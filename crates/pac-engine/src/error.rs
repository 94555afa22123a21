use thiserror::Error;

/// Reasons a PAC script is rejected by [`crate::ProxyResolver::compile`].
///
/// A rejected script never replaces the one that is already loaded.
#[derive(Debug, Clone, PartialEq, Eq, Error)]
pub enum CompileError {
    #[error("script of {actual} bytes exceeds the {limit} byte limit")]
    TooLarge { limit: usize, actual: usize },
    #[error("syntax error: {0}")]
    Syntax(String),
    #[error("uncaught exception while loading script: {0}")]
    Exception(String),
    #[error("script does not define a FindProxyForURL function")]
    MissingEntryPoint,
    #[error("failed to prepare script context: {0}")]
    Setup(String),
}

/// Failure of a single [`crate::ProxyResolver::evaluate`] call.
///
/// None of these invalidate the loaded script.
#[derive(Debug, Clone, PartialEq, Eq, Error)]
pub enum EvalError {
    #[error("no PAC script is loaded")]
    NoScriptLoaded,
    #[error("script fault: {0}")]
    RuntimeFault(String),
    #[error("FindProxyForURL returned {found} instead of a string")]
    BadReturnType { found: String },
}

/// Failure reported by a [`crate::HostBindings`] capability.
///
/// The engine surfaces these to the script as thrown `Error` values.
#[derive(Debug, Clone, PartialEq, Eq, Error)]
pub enum BindingError {
    #[error("host {0} could not be resolved")]
    NotFound(String),
    #[error("{0}")]
    Unavailable(String),
}
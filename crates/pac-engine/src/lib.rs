//! Host for proxy auto-config (PAC) scripts.
//!
//! A [`ProxyResolver`] compiles a PAC script into its own interpreter realm
//! and evaluates `FindProxyForURL(url, host)` on request. Scripts reach the
//! outside world only through the [`HostBindings`] the resolver owns, and
//! report through an optional [`DiagnosticsSink`].

pub mod bindings;
pub mod config;
mod context;
pub mod diagnostics;
pub mod engine;
pub mod error;
pub mod guard;
mod natives;
mod pac_utils;
mod time_range;

pub use bindings::{CachingBindings, HostBindings, StaticBindings};
pub use config::{Config, EngineOptions};
pub use context::EntryPoint;
pub use diagnostics::{CollectingSink, DiagnosticsSink, PacDomain, TracingSink};
pub use engine::ProxyResolver;
pub use error::{BindingError, CompileError, EvalError};
pub use guard::InterpreterGuard;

Task requirements
Copy out exactly the lines running from the line with "pub mod config;" to the end of the records, inclusive.

Solution below
pub mod config;
mod context;
pub mod diagnostics;
pub mod engine;
pub mod error;
pub mod guard;
mod natives;
mod pac_utils;
mod time_range;

pub use bindings::{CachingBindings, HostBindings, StaticBindings};
pub use config::{Config, EngineOptions};
pub use context::EntryPoint;
pub use diagnostics::{CollectingSink, DiagnosticsSink, PacDomain, TracingSink};
pub use engine::ProxyResolver;
pub use error::{BindingError, CompileError, EvalError};
pub use guard::InterpreterGuard;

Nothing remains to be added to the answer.